//! Configuration file parsing.
//!
//! Parses individual `.mandex.toml` files into intermediate `RawConfig` structures
//! that preserve the optional nature of all fields before merging.

use std::{fs, path::Path};

use serde::Deserialize;
use serde_with::{OneOrMany, serde_as};
#[cfg(test)]
use toml::de::Error as TomlError;

use crate::ConfigError;

/// Raw configuration as parsed directly from a TOML file.
///
/// All fields are optional to support partial configs that will be merged.
#[derive(Debug, Clone, Default, Deserialize)]
#[serde(default, deny_unknown_fields)]
pub struct RawConfig {
    /// When true, stop discovery here - ignore parent and global configs.
    pub root: Option<bool>,
    /// Corpus section.
    pub corpus: Option<RawCorpusSettings>,
    /// Search section.
    pub search: Option<RawSearchSettings>,
}

/// Raw corpus settings.
#[serde_as]
#[derive(Debug, Clone, Default, Deserialize)]
#[serde(default, deny_unknown_fields)]
pub struct RawCorpusSettings {
    /// Corpus root, possibly relative or `~`-prefixed.
    pub path: Option<String>,
    /// Document file extension.
    pub extension: Option<String>,
    /// Locator of the page shown for an empty query.
    pub index_page: Option<String>,
    /// Exclude globs; a single string or an array.
    #[serde_as(as = "Option<OneOrMany<_>>")]
    pub exclude: Option<Vec<String>>,
}

/// Raw search settings.
#[derive(Debug, Clone, Default, Deserialize)]
#[serde(default, deny_unknown_fields)]
pub struct RawSearchSettings {
    /// Match names only by default.
    pub names_only: Option<bool>,
    /// Maximum number of results (0 = unlimited).
    pub limit: Option<usize>,
}

/// Parses a configuration file from disk.
pub fn parse_config_file(path: &Path) -> Result<RawConfig, ConfigError> {
    let contents = fs::read_to_string(path).map_err(|source| ConfigError::ReadFile {
        path: path.to_path_buf(),
        source,
    })?;

    parse_config_str(&contents, path)
}

/// Parses configuration from a TOML string.
///
/// The `path` parameter is used for error reporting.
pub fn parse_config_str(contents: &str, path: &Path) -> Result<RawConfig, ConfigError> {
    toml::from_str(contents).map_err(|source| ConfigError::ParseToml {
        path: path.to_path_buf(),
        source,
    })
}

/// Parses configuration from a TOML string without path context.
#[cfg(test)]
pub fn parse_config(contents: &str) -> Result<RawConfig, TomlError> {
    toml::from_str(contents)
}

/// Checks if a config file has `root = true` set.
///
/// Returns false if the file cannot be read or parsed.
pub fn is_root_config(path: &Path) -> bool {
    let Ok(contents) = fs::read_to_string(path) else {
        return false;
    };
    let Ok(config) = toml::from_str::<RawConfig>(&contents) else {
        return false;
    };
    config.root == Some(true)
}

------------------------------------------------------------

Exercise: The answer must be the line containing "pub fn parse_config(contents: &str)" and every line after it to the end of the data, each set down exactly.

Task result:
pub fn parse_config(contents: &str) -> Result<RawConfig, TomlError> {
    toml::from_str(contents)
}

/// Checks if a config file has `root = true` set.
///
/// Returns false if the file cannot be read or parsed.
pub fn is_root_config(path: &Path) -> bool {
    let Ok(contents) = fs::read_to_string(path) else {
        return false;
    };
    let Ok(config) = toml::from_str::<RawConfig>(&contents) else {
        return false;
    };
    config.root == Some(true)
}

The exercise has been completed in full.